Compared to other types of personal or sensitive data, health data brings in a hefty sum on the dark web. If personal information like a social security number sells for $0.53 per record — the going price in 2018 — or credit card information sells at $5.40 per record, then a healthcare record brings in around $250.15 (Trustwave).

Why? Medical data serves several purposes — including the ability to buy prescriptions or purchase treatment. PHI also carries value for a longer period of time. While a data subject may quickly detect a stolen credit card number, it could take a patient or practitioner much longer to know about compromised medical data.

What Are the Penalties for a Data Breach?

Fines and penalties for HIPAA are steep — especially for serious violations.
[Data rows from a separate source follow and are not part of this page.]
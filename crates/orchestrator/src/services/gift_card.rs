//! Gift card service trait and in-memory implementation.

use std::collections::HashMap;
use std::sync::{Arc, RwLock};

use async_trait::async_trait;
use chrono::{DateTime, Utc};
use domain::Money;

use super::{read, write};
use crate::error::ServiceError;

/// Store of gift cards that can discount an order.
#[async_trait]
pub trait GiftCardService: Send + Sync {
    /// Returns true if the card exists, is active and has not expired.
    async fn validate(&self, code: &str) -> Result<bool, ServiceError>;

    /// Remaining balance on the card.
    async fn balance(&self, code: &str) -> Result<Money, ServiceError>;

    /// Debits the card. Returns false if the balance no longer covers it.
    async fn redeem(&self, code: &str, amount: Money) -> Result<bool, ServiceError>;
}

#[derive(Debug, Clone)]
struct GiftCard {
    balance: Money,
    active: bool,
    expires_at: Option<DateTime<Utc>>,
}

#[derive(Debug, Default)]
struct InMemoryGiftCardState {
    cards: HashMap<String, GiftCard>,
    fail_on_redeem: bool,
}

/// In-memory gift card service for testing.
#[derive(Debug, Clone, Default)]
pub struct InMemoryGiftCardService {
    state: Arc<RwLock<InMemoryGiftCardState>>,
}

impl InMemoryGiftCardService {
    pub fn new() -> Self {
        Self::default()
    }

    /// Issues an active card with no expiry.
    pub fn issue(&self, code: impl Into<String>, balance: Money) {
        write(&self.state).cards.insert(
            code.into(),
            GiftCard {
                balance,
                active: true,
                expires_at: None,
            },
        );
    }

    pub fn expire(&self, code: &str, at: DateTime<Utc>) {
        if let Some(card) = write(&self.state).cards.get_mut(code) {
            card.expires_at = Some(at);
        }
    }

    pub fn deactivate(&self, code: &str) {
        if let Some(card) = write(&self.state).cards.get_mut(code) {
            card.active = false;
        }
    }

    /// Configures every redemption to fail.
    pub fn set_fail_on_redeem(&self, fail: bool) {
        write(&self.state).fail_on_redeem = fail;
    }

    pub fn balance_of(&self, code: &str) -> Option<Money> {
        read(&self.state).cards.get(code).map(|c| c.balance)
    }
}

#[async_trait]
impl GiftCardService for InMemoryGiftCardService {
    async fn validate(&self, code: &str) -> Result<bool, ServiceError> {
        let now = Utc::now();
        Ok(read(&self.state)
            .cards
            .get(code)
            .is_some_and(|card| card.active && card.expires_at.is_none_or(|at| at > now)))
    }

    async fn balance(&self, code: &str) -> Result<Money, ServiceError> {
        read(&self.state)
            .cards
            .get(code)
            .map(|card| card.balance)
            .ok_or_else(|| ServiceError::GiftCard(format!("Unknown gift card {}", code)))
    }

    async fn redeem(&self, code: &str, amount: Money) -> Result<bool, ServiceError> {
        let mut state = write(&self.state);
        if state.fail_on_redeem {
            return Err(ServiceError::GiftCard("Redemption unavailable".to_string()));
        }
        let card = state
            .cards
            .get_mut(code)
            .ok_or_else(|| ServiceError::GiftCard(format!("Unknown gift card {}", code)))?;
        if card.balance < amount {
            return Ok(false);
        }
        card.balance = card.balance - amount;
        Ok(true)
    }
}
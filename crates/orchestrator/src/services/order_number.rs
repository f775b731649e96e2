//! Order number generation.

use std::sync::Arc;
use std::sync::atomic::{AtomicU64, Ordering};

use async_trait::async_trait;
use chrono::{DateTime, Utc};
use store::OrderRepository;

use crate::error::ServiceError;

fn day_prefix(now: DateTime<Utc>) -> String {
    format!("ORD-{}-", now.format("%Y%m%d"))
}

/// Source of human-facing order numbers.
#[async_trait]
pub trait OrderNumberGenerator: Send + Sync {
    async fn next_order_number(&self) -> Result<String, ServiceError>;
}

/// Process-local generator producing `ORD-YYYYMMDD-NNNNNN`.
///
/// The counter is not persisted. Use [`SequentialOrderNumbers::resume`] at
/// startup so a restarted process continues after the numbers already
/// stored today.
#[derive(Debug, Clone, Default)]
pub struct SequentialOrderNumbers {
    counter: Arc<AtomicU64>,
}

impl SequentialOrderNumbers {
    pub fn new() -> Self {
        Self::default()
    }

    /// Starts counting after `last`.
    pub fn starting_after(last: u64) -> Self {
        Self {
            counter: Arc::new(AtomicU64::new(last)),
        }
    }

    /// Starts counting after the highest number stored for today.
    pub async fn resume<C: OrderRepository>(conn: &mut C) -> store::Result<Self> {
        let prefix = day_prefix(Utc::now());
        let last = conn
            .last_order_number(&prefix)
            .await?
            .and_then(|number| number.strip_prefix(&prefix)?.parse::<u64>().ok())
            .unwrap_or(0);
        tracing::info!(last, "order numbers resumed");
        Ok(Self::starting_after(last))
    }
}

#[async_trait]
impl OrderNumberGenerator for SequentialOrderNumbers {
    async fn next_order_number(&self) -> Result<String, ServiceError> {
        let n = self.counter.fetch_add(1, Ordering::Relaxed) + 1;
        Ok(format!("{}{:06}", day_prefix(Utc::now()), n))
    }
}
HIPAA violation fines are separated into four tiers that range from a minimum $100 per-violation penalty to a $50,000 per-violation penalty.

Each tier — and associated financial penalty — takes into account the violating organization’s:

  • prior history with compliance
  • degree of willful neglect
  • financial status

… as well as the amount of harm caused by the violation, and several other factors that regulating body OCR is allowed by law to deem relevant.

Here is how HIPAA’s tiers break down:

  • Tier 1: A fine of minimum $100 per violation, up to $50,000
    Violations that entities that were unaware of, could not have been reasonably avoided, and show a reasonable amount of care by an entity to be HIPAA compliant.
  • Tier 2: A fine of minimum $1,000 per violation, up to $50,000
    Violations that entities should have been aware of but could not have reasonably avoided even with reasonable care.
  • Tier 3: A fine of minimum $10,000 per violation, up to $50,000
    Violations that constitute “willful neglect” of HIPAA rules, but where an attempt is made to correct the violation.
  • Tier 4: A fine of minimum $50,000 per violation
    Violations that constitute both “willful neglect” and no attempt to correct the violation.

Data Breach Automation

Healthcare organizations struggle to identify exactly what information was disclosed in a data breach, who it belongs to, and how to effectively respond, remediate, and take action on it.

Know Your Data

Find, manage, and catalog all of your patient information across the landscape — no matter how siloed — and enforce policy on all your data.

Map Your Data with Advanced ML-Based Classification

Automatically classify protected health information (PHI) via next-gen classification that leverages not just pattern-based discovery, but also:

  • ML classification that’s based on NLP and NER
  • AI insight that’s based on deep learning
  • patented file analysis classification
Identify Impacted Users

Map patient identities to their personal data wherever it resides, and maintain a central view of what data belongs to whom for a more granular view into breach exposure risk. With a clear view of the data, teams can pinpoint which users are at the highest risk when data breaches occur. Identify impacted users’ residency — and follow the mandatory reporting criteria required on each region, down to an individual.

Operationalize Your Incident Response Plan

Easily identify which individuals to notify after an incident based on data mapping and inventory. Communicate and generate reports on which individuals and personal data attributes were exposed — within the legal and reporting required timeframes.

Ensure Compliance with Healthcare Regulations

Protect patients, providers, and payers by following all legal data-breach-reporting requirements for all geographic areas where your company conducts business or has customers.

Enact Remediation Workflows

Efficiently remediate high-risk, sensitive, and regulated data across the organization — as well as manage exceptions, prioritize workflows that delegate decisions to the right people, and streamline all reporting by violation type or data owner — all in one interface.

Simplify Breach Data Investigation

Common wisdom dictates that data breach incidents are not a matter of if, but when — and healthcare organizations are at heightened risk.

Companies that proactively protect their sensitive patient data with automated tools, deep machine learning, a core data discovery foundation, and efficient data remediation workflows can minimize data risk, boost data threat detection, and prevent the loss or exposure of patients’ most sensitive and vulnerable data.